Zbliża się okres bali przebierańców w szkołach, przedszkolach i moja koleżanka poprosiła mnie o wymyślenie kostiumu wróżki dla swojej córki. Pomyślałam, że pewnie niejedna z Was stanie przed podobnym wyzwaniem więc postanowiłam pokazać Wam jak uszyć szybko, bardzo prosty kostium wróżki. 🙂
Do projektu kostiumu wykorzystamy dwa gotowe już produkty, czyli zwykły biały t-shirt i białe leginsy 3/4, które ozdobimy cekinami, dżetami i delikatną lamówką. Do tego dorobimy spódniczkę na gumce z tiulu i skrzydełka z drucika i tiulu. 🙂
Wróżką będzie 4 letnia dziewczynka w rozmiarze 98. 🙂
Zaczynamy 🙂
Do uszycia tego kostiumu potrzebujesz dowolną maszynę do szycia, ja do tego projektu wybrałam maszynę JANOME DC6030.
* Materiały potrzebne do uszycia kostiumu:
a) tkaniny: różowy tiul zależy od rozmiaru ja kupiłam 2,5 m (szerokość u mnie 3 m)- Wy sprawdźcie ile potrzebujecie (zsumujcie ilość potrzebną na spódniczkę i skrzydła- dużo zależy od wielkości skrzydeł, długości spódnicy i ilości warstw)
b) dodatki: pliska skośna różowa ja wykorzystałam 12 m , cekiny w taśmie 1,5 m, dżety i koraliki
c) drut do przygotowania skrzydeł zależy od wielkości skrzydeł (ja skrzydła przygotowałam z 3,5 m drutu)
d) papierową flizelinę, aby usztywnić miejsca gdzie naszyjemy cekiny
e) gumka o szerokości ok 2 cm, nieznacznie krótsza niż obwód pasa dziecka (50 cm)
f) nici do szycia
* Przybory, akcesoria itp:
a) obcinaczki – eto 097
b) rozpruwacz -eti 098
c) nożyczki – 445-8″ MUNDIAL
d) miara krawiecka uniwersalna -eti 105
e) szpilki -eti 909
f) pisak samoznikajacy -eti 120
g) stopki:
– stopka do marszczenia JANOME 200315007 (pasująca do maszyny z chwytaczem rotacyjnym), JANOME 200124007 (chwytacz wahadłowy)

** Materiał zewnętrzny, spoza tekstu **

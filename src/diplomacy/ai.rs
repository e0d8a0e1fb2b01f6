//! AI planner - war fleets, fleet routing and expansion
//!
//! Fleet sizing scales with the number of hostile systems (hc) and total
//! galaxy threat:
//! - fleets: 1, 2 from 4 hostile systems, 3 from 8
//! - ships per fleet: min(max, base + hc * per_hostile + threat / threat_per_ship)
//! - attack bonus: min(max, base + hc * per_hostile + threat * per_threat)

use std::cmp::Reverse;

use ordered_float::OrderedFloat;
use rand::seq::SliceRandom;
use rand_chacha::ChaCha8Rng;

use crate::construction::ConstructionQueues;
use crate::core::config::{AiFleetConfig, SimConfig};
use crate::core::types::{IdAllocator, SystemId, Tick};
use crate::military::design::compose_design;
use crate::military::movement::travel_ticks;
use crate::session::empire::Empire;
use crate::session::fleet::{Fleet, FleetShip};
use crate::session::galaxy::{Galaxy, StarSystem};
use crate::session::history::{NotificationKind, PassLog};
use crate::session::planet::Planet;

/// Threat above this multiple of own power sends a fleet home
const RETREAT_RATIO: f64 = 1.25;
/// Highest target threat a fleet engages, as a multiple of own power
const ENGAGE_RATIO: f64 = 1.6;

/// Desired AI war-fleet strength for the current galaxy
#[derive(Debug, Clone, Copy, PartialEq)]
pub struct AiFleetPlan {
    pub fleets: usize,
    pub ships_per_fleet: u32,
    pub attack_bonus: f64,
}

impl AiFleetPlan {
    pub fn for_galaxy(galaxy: &Galaxy, config: &AiFleetConfig) -> Self {
        let hostile_count = galaxy.hostile_systems().count();
        let threat = galaxy.total_threat();
        let hc = hostile_count as f64;

        let fleets = match hostile_count {
            0..=3 => 1,
            4..=7 => 2,
            _ => 3,
        };
        let threat_ships = if config.threat_per_ship > 0.0 {
            threat / config.threat_per_ship
        } else {
            0.0
        };
        let ships = (config.base_ships + hc * config.ships_per_hostile + threat_ships).floor();
        let ships_per_fleet = (ships.max(1.0) as u32).min(config.max_ships);
        let attack_bonus = (config.base_attack_bonus + hc * config.bonus_per_hostile + threat * config.bonus_per_threat)
            .min(config.max_attack_bonus)
            .max(0.0);

        Self {
            fleets,
            ships_per_fleet,
            attack_bonus,
        }
    }
}

/// Spawn and reinforce war fleets for every AI empire at war (tick step 1)
///
/// New fleets appear empty at the empire's home system; every understrength
/// fleet then gains up to `reinforce_per_tick` ships.
pub fn ensure_ai_fleets(
    fleets: &mut Vec<Fleet>,
    empires: &[Empire],
    galaxy: &Galaxy,
    ids: &mut IdAllocator,
    config: &SimConfig,
) {
    let ai_config = &config.diplomacy.ai_fleet;
    let Some(design) = config.design(&ai_config.design_id) else {
        return;
    };
    let plan = AiFleetPlan::for_galaxy(galaxy, ai_config);
    let mut ship = FleetShip::from_composed(&compose_design(design, None, None));
    ship.attack_bonus = (plan.attack_bonus > 0.0).then_some(plan.attack_bonus);

    for empire in empires.iter().filter(|e| e.is_ai() && e.at_war()) {
        let Some(home) = empire.home_system_id else {
            continue;
        };

        let mut owned = fleets.iter().filter(|f| f.owner_id == empire.id).count();
        while owned < plan.fleets {
            let id = ids.next_fleet();
            owned += 1;
            let mut fleet = Fleet::new(id, empire.id, format!("{} Warfleet {}", empire.name, owned), home);
            fleet.anchor_system_id = Some(home);
            fleets.push(fleet);
            tracing::debug!(empire = %empire.id, fleet = %id, "AI war fleet raised");
        }

        for fleet in fleets.iter_mut().filter(|f| f.owner_id == empire.id) {
            let missing = plan.ships_per_fleet.saturating_sub(fleet.ships.len() as u32);
            let added = missing.min(ai_config.reinforce_per_tick);
            fleet.ships.extend(std::iter::repeat(ship.clone()).take(added as usize));
        }
    }
}

/// Pick where an idle AI fleet should go next
///
/// Retreats home when the current system is too strong, otherwise prefers the
/// strongest beatable hostile system, then the weakest hostile system, then a
/// random unclaimed peaceful one. The current system and the previous target
/// are never picked.
pub fn choose_ai_target(
    fleet: &Fleet,
    home: Option<SystemId>,
    galaxy: &Galaxy,
    config: &SimConfig,
    rng: &mut ChaCha8Rng,
) -> Option<SystemId> {
    let own = fleet.attack_power(config);
    let current_threat = galaxy.system(fleet.system_id).map_or(0.0, |s| s.hostile_power);

    if current_threat > RETREAT_RATIO * own {
        return home.filter(|h| *h != fleet.system_id);
    }

    let eligible = |s: &&StarSystem| s.id != fleet.system_id && Some(s.id) != fleet.last_target_id;

    let beatable = galaxy
        .hostile_systems()
        .filter(eligible)
        .filter(|s| s.hostile_power <= ENGAGE_RATIO * own)
        .max_by_key(|s| (OrderedFloat(s.hostile_power), Reverse(s.id)));
    if let Some(target) = beatable {
        return Some(target.id);
    }

    let weakest = galaxy
        .hostile_systems()
        .filter(eligible)
        .min_by_key(|s| (OrderedFloat(s.hostile_power), s.id));
    if let Some(target) = weakest {
        return Some(target.id);
    }

    let peaceful: Vec<SystemId> = galaxy
        .systems
        .iter()
        .filter(eligible)
        .filter(|s| s.owner_id.is_none() && !s.is_hostile())
        .map(|s| s.id)
        .collect();
    peaceful.choose(rng).copied()
}

/// Each AI empire at war orders its first idle fleet (tick step 9)
pub fn route_ai_fleets(
    fleets: &mut [Fleet],
    empires: &[Empire],
    galaxy: &Galaxy,
    rng: &mut ChaCha8Rng,
    config: &SimConfig,
) {
    for empire in empires.iter().filter(|e| e.is_ai() && e.at_war()) {
        let idle = fleets
            .iter()
            .enumerate()
            .filter(|(_, f)| f.owner_id == empire.id && !f.is_moving() && !f.ships.is_empty())
            .min_by_key(|(_, f)| f.id)
            .map(|(idx, _)| idx);
        let Some(idx) = idle else {
            continue;
        };

        let fleet = &mut fleets[idx];
        let Some(target) = choose_ai_target(fleet, empire.home_system_id, galaxy, config, rng) else {
            continue;
        };
        let (Some(from), Some(to)) = (galaxy.system(fleet.system_id), galaxy.system(target)) else {
            continue;
        };
        let ticks = travel_ticks(from, to, &config.military);
        fleet.order_move(target, ticks);
        tracing::debug!(empire = %empire.id, fleet = %fleet.id, target = %target, ticks, "AI fleet ordered");
    }
}

/// One AI empire claims an uncontested habitable system (tick step 3)
///
/// With the default interval of 1 this claims on every pass; the claiming
/// empire rotates through the AI empires in order.
#[allow(clippy::too_many_arguments)]
pub fn ai_expansion(
    galaxy: &mut Galaxy,
    empires: &[Empire],
    planets: &[Planet],
    construction: &ConstructionQueues,
    rng: &mut ChaCha8Rng,
    config: &SimConfig,
    tick: Tick,
    log: &mut PassLog,
) {
    let interval = config.diplomacy.ai_expansion_interval;
    if interval == 0 || tick % interval != 0 {
        return;
    }
    let ai: Vec<&Empire> = empires.iter().filter(|e| e.is_ai()).collect();
    if ai.is_empty() {
        return;
    }
    let claimant = ai[((tick / interval) % ai.len() as u64) as usize];

    let candidates: Vec<SystemId> = galaxy
        .systems
        .iter()
        .filter(|s| s.owner_id.is_none() && s.habitable_world.is_some() && !s.is_hostile())
        .filter(|s| !planets.iter().any(|p| p.system_id == s.id))
        .filter(|s| !construction.is_colonization_target(s.id))
        .map(|s| s.id)
        .collect();
    let Some(&target) = candidates.choose(rng) else {
        return;
    };

    if let Some(system) = galaxy.system_mut(target) {
        system.owner_id = Some(claimant.id);
        log.notify(
            NotificationKind::SystemClaimed,
            format!("{} claimed {}", claimant.name, system.name),
        );
        tracing::debug!(empire = %claimant.id, system = %target, "AI expansion");
    }
}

– stopka do naszywania aplikacji i ściegów ozdobnych JANOME 822804129 (pasująca do maszyny z chwytaczem rotacyjnym)- z zestawu maszyny
– stopka krawędziowa JANOME 200318000 (pasująca do maszyny z chwytaczem rotacyjnym), JANOME 200330008 (chwytacz wahadłowy)- z zestawu maszyny
-prostego ściegu JANOME 200331009 (pasująca do maszyny z chwytaczem rotacyjnym), JANOME 200125008 (chwytacz wahadłowy)
h) żelazko i deska do prasowania
PRZYGOTOWANIE I SZYCIE:
Zaczynamy od pocięcia tiulu: potrzebujemy trzy paski: 22 cm na ok 300 cm oraz trzy paski 27 cm na ok 300 cm. Jeśli dysponujecie tiulem o innej szerokości to połączcie go razem, aż uzyskacie długości ok 3 m.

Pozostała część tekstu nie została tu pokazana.